Comparative analysis of module-based versus direct methods for reverse-engineering transcriptional regulatory networks

TL;DR

This study compares module-based and direct mutual information methods for reverse-engineering transcriptional networks, revealing their distinct strengths and limitations through biological validation and network topology analysis.

Contribution

It provides a detailed comparison of LeMoNe and CLR algorithms, highlighting their different topological and biological inference capabilities.

Findings

CLR is regulator-centric, predicting more regulators.

LeMoNe is target-centric, recovering more known targets.

Both methods complement each other in network inference.

Abstract

We have compared a recently developed module-based algorithm LeMoNe for reverse-engineering transcriptional regulatory networks to a mutual information based direct algorithm CLR, using benchmark expression data and databases of known transcriptional regulatory interactions for Escherichia coli and Saccharomyces cerevisiae.

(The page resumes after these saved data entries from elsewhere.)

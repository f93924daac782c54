pub mod task;

use crate::config;
use crate::db::Db;
use crate::engine::tasks::TaskStore;
use std::sync::Arc;

/// Print version information.
pub fn version() {
    let pkg_version = env!("CARGO_PKG_VERSION");
    let git_desc = option_env!("SDLC_ORCH_GIT_DESCRIBE").unwrap_or("unknown");
    println!("sdlc-orch {pkg_version} ({git_desc})");
}

/// Print one config value.
pub fn config_get(key: &str) -> anyhow::Result<()> {
    let val = config::get(key)?;
    println!("{val}");
    Ok(())
}

/// Run one poll cycle and print what it did.
pub async fn tick() -> anyhow::Result<()> {
    let report = crate::engine::tick().await?;
    println!(
        "events: {}  jobs: {}  deferred: {}  failed repos: {}",
        report.events, report.spawned, report.deferred, report.failed_repos
    );
    Ok(())
}

/// Open the task store on the default database.
pub async fn open_store() -> anyhow::Result<TaskStore> {
    let db = Db::open(&crate::db::default_path()?)?;
    db.migrate().await?;
    Ok(TaskStore::new(Arc::new(db)))
}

A global comparison using recall versus precision curves hides the topologically distinct nature of the inferred networks and is not informative about the specific subtasks for which each method is most suited. Analysis of the degree distributions and a regulator specific comparison show that CLR is 'regulator-centric', making true predictions for a higher number of regulators, while LeMoNe is 'target-centric', recovering a higher number of known targets for fewer regulators, with limited overlap in the predicted interactions between both methods. Detailed biological examples in E. coli and S. cerevisiae are used to illustrate these differences and to prove that each method is able to infer parts of the network where the other fails. Biological validation of the inferred networks cautions against over-interpreting recall and precision values computed using incomplete reference networks.